Stored data
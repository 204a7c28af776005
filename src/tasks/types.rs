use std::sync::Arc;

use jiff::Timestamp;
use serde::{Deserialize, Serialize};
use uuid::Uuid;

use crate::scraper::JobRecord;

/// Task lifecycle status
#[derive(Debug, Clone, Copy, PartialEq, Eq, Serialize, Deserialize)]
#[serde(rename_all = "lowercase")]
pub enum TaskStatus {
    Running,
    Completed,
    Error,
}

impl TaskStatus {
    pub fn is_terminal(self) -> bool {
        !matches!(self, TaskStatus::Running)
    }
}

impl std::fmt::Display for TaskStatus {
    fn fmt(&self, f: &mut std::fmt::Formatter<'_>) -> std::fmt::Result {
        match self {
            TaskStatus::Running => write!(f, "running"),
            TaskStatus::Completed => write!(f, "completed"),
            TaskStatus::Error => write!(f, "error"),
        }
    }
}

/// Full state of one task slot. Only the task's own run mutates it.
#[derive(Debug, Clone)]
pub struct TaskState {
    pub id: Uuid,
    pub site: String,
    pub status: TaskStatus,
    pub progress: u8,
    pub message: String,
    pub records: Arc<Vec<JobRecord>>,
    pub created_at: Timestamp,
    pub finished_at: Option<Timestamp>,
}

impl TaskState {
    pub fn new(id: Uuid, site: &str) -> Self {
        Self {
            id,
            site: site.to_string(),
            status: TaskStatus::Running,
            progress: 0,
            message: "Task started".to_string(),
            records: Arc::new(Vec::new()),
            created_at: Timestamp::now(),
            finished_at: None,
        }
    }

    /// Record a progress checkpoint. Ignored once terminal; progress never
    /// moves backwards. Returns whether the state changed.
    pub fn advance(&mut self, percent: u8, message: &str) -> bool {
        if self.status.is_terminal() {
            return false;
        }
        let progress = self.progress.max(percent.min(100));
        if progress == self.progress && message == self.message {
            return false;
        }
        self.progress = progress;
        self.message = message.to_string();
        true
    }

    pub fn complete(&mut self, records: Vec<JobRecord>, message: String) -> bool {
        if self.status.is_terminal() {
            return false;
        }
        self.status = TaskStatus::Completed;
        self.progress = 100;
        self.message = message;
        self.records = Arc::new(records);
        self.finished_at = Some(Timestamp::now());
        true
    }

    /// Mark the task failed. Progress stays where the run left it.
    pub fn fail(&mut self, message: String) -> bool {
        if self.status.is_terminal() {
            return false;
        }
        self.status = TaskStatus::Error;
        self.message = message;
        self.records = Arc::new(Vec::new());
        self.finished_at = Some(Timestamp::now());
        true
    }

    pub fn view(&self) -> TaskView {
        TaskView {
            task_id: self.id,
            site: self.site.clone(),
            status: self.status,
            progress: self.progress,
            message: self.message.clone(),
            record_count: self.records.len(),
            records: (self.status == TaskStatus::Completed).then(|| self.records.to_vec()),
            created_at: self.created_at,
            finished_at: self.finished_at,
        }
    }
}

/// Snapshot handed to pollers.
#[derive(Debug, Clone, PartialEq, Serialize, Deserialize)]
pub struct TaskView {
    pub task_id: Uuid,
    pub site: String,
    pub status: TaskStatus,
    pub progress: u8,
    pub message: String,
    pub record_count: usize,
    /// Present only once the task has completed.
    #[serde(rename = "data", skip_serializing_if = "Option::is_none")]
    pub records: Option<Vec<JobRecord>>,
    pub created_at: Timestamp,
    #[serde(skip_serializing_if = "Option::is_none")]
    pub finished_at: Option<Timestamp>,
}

▶ [Work item]:
All of the records above are to be repeated exactly.

▶ [Result of the exercise]:
repository 204a7c28af776005
filename src/tasks/types.rs
use std::sync::Arc;

use jiff::Timestamp;
use serde::{Deserialize, Serialize};
use uuid::Uuid;

use crate::scraper::JobRecord;

/// Task lifecycle status
#[derive(Debug, Clone, Copy, PartialEq, Eq, Serialize, Deserialize)]
#[serde(rename_all = "lowercase")]
pub enum TaskStatus {
    Running,
    Completed,
    Error,
}

impl TaskStatus {
    pub fn is_terminal(self) -> bool {
        !matches!(self, TaskStatus::Running)
    }
}

impl std::fmt::Display for TaskStatus {
    fn fmt(&self, f: &mut std::fmt::Formatter<'_>) -> std::fmt::Result {
        match self {
            TaskStatus::Running => write!(f, "running"),
            TaskStatus::Completed => write!(f, "completed"),
            TaskStatus::Error => write!(f, "error"),
        }
    }
}

/// Full state of one task slot. Only the task's own run mutates it.
#[derive(Debug, Clone)]
pub struct TaskState {
    pub id: Uuid,
    pub site: String,
    pub status: TaskStatus,
    pub progress: u8,
    pub message: String,
    pub records: Arc<Vec<JobRecord>>,
    pub created_at: Timestamp,
    pub finished_at: Option<Timestamp>,
}

impl TaskState {
    pub fn new(id: Uuid, site: &str) -> Self {
        Self {
            id,
            site: site.to_string(),
            status: TaskStatus::Running,
            progress: 0,
            message: "Task started".to_string(),
            records: Arc::new(Vec::new()),
            created_at: Timestamp::now(),
            finished_at: None,
        }
    }

    /// Record a progress checkpoint. Ignored once terminal; progress never
    /// moves backwards. Returns whether the state changed.
    pub fn advance(&mut self, percent: u8, message: &str) -> bool {
        if self.status.is_terminal() {
            return false;
        }
        let progress = self.progress.max(percent.min(100));
        if progress == self.progress && message == self.message {
            return false;
        }
        self.progress = progress;
        self.message = message.to_string();
        true
    }

    pub fn complete(&mut self, records: Vec<JobRecord>, message: String) -> bool {
        if self.status.is_terminal() {
            return false;
        }
        self.status = TaskStatus::Completed;
        self.progress = 100;
        self.message = message;
        self.records = Arc::new(records);
        self.finished_at = Some(Timestamp::now());
        true
    }

    /// Mark the task failed. Progress stays where the run left it.
    pub fn fail(&mut self, message: String) -> bool {
        if self.status.is_terminal() {
            return false;
        }
        self.status = TaskStatus::Error;
        self.message = message;
        self.records = Arc::new(Vec::new());
        self.finished_at = Some(Timestamp::now());
        true
    }

    pub fn view(&self) -> TaskView {
        TaskView {
            task_id: self.id,
            site: self.site.clone(),
            status: self.status,
            progress: self.progress,
            message: self.message.clone(),
            record_count: self.records.len(),
            records: (self.status == TaskStatus::Completed).then(|| self.records.to_vec()),
            created_at: self.created_at,
            finished_at: self.finished_at,
        }
    }
}

/// Snapshot handed to pollers.
#[derive(Debug, Clone, PartialEq, Serialize, Deserialize)]
pub struct TaskView {
    pub task_id: Uuid,
    pub site: String,
    pub status: TaskStatus,
    pub progress: u8,
    pub message: String,
    pub record_count: usize,
    /// Present only once the task has completed.
    #[serde(rename = "data", skip_serializing_if = "Option::is_none")]
    pub records: Option<Vec<JobRecord>>,
    pub created_at: Timestamp,
    #[serde(skip_serializing_if = "Option::is_none")]
    pub finished_at: Option<Timestamp>,
}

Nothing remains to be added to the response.